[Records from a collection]
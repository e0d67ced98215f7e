//! Double-dispatch visitor contract consumed by emitters.
//!
//! Nodes call the matching `process_*` method and then visit their children
//! in a fixed order; visitors only ever receive shared references.

use crate::model::class::{ClassMapping, SubclassMapping};
use crate::model::column::ColumnMapping;
use crate::model::component::ComponentMapping;
use crate::model::identity::{
    CompositeIdMapping, GeneratorMapping, IdMapping, KeyManyToOneMapping, KeyPropertyMapping,
};
use crate::model::property::{ManyToOneMapping, PropertyMapping};
use crate::model::type_name::TypeName;

/// One callback per node variant. Every method defaults to a no-op.
pub trait MappingVisitor {
    fn process_class(&mut self, _mapping: &ClassMapping) {}
    fn process_subclass(&mut self, _mapping: &SubclassMapping) {}
    fn process_id(&mut self, _mapping: &IdMapping) {}
    fn process_composite_id(&mut self, _mapping: &CompositeIdMapping) {}
    fn process_key_property(&mut self, _mapping: &KeyPropertyMapping) {}
    fn process_key_many_to_one(&mut self, _mapping: &KeyManyToOneMapping) {}
    fn process_property(&mut self, _mapping: &PropertyMapping) {}
    fn process_many_to_one(&mut self, _mapping: &ManyToOneMapping) {}
    fn process_component(&mut self, _mapping: &ComponentMapping) {}
    fn process_column(&mut self, _mapping: &ColumnMapping) {}
    fn process_generator(&mut self, _mapping: &GeneratorMapping) {}

    /// Called while visiting an association: `dependent` holds a foreign key
    /// to `dependency`. Ordering entities by these edges is left to the caller.
    fn register_dependency(&mut self, _dependent: &TypeName, _dependency: &TypeName) {}
}

/// Visitor that only collects dependency edges, in first-seen order.
#[derive(Debug, Default, Clone, PartialEq, Eq)]
pub struct DependencyRecorder {
    edges: Vec<(TypeName, TypeName)>,
}

impl DependencyRecorder {
    pub fn new() -> Self {
        Self::default()
    }

    pub fn edges(&self) -> &[(TypeName, TypeName)] {
        &self.edges
    }

    /// Entities `dependent` references.
    pub fn dependencies_of(&self, dependent: &TypeName) -> Vec<&TypeName> {
        self.edges
            .iter()
            .filter(|(from, _)| from == dependent)
            .map(|(_, to)| to)
            .collect()
    }
}

impl MappingVisitor for DependencyRecorder {
    fn register_dependency(&mut self, dependent: &TypeName, dependency: &TypeName) {
        let edge = (dependent.clone(), dependency.clone());
        if !self.edges.contains(&edge) {
            self.edges.push(edge);
        }
    }
}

### [Work order]
What lines in the entries contain "ComponentMapping"? Report each one by copying it.

### [Worked solution]
use crate::model::component::ComponentMapping;
    fn process_component(&mut self, _mapping: &ComponentMapping) {}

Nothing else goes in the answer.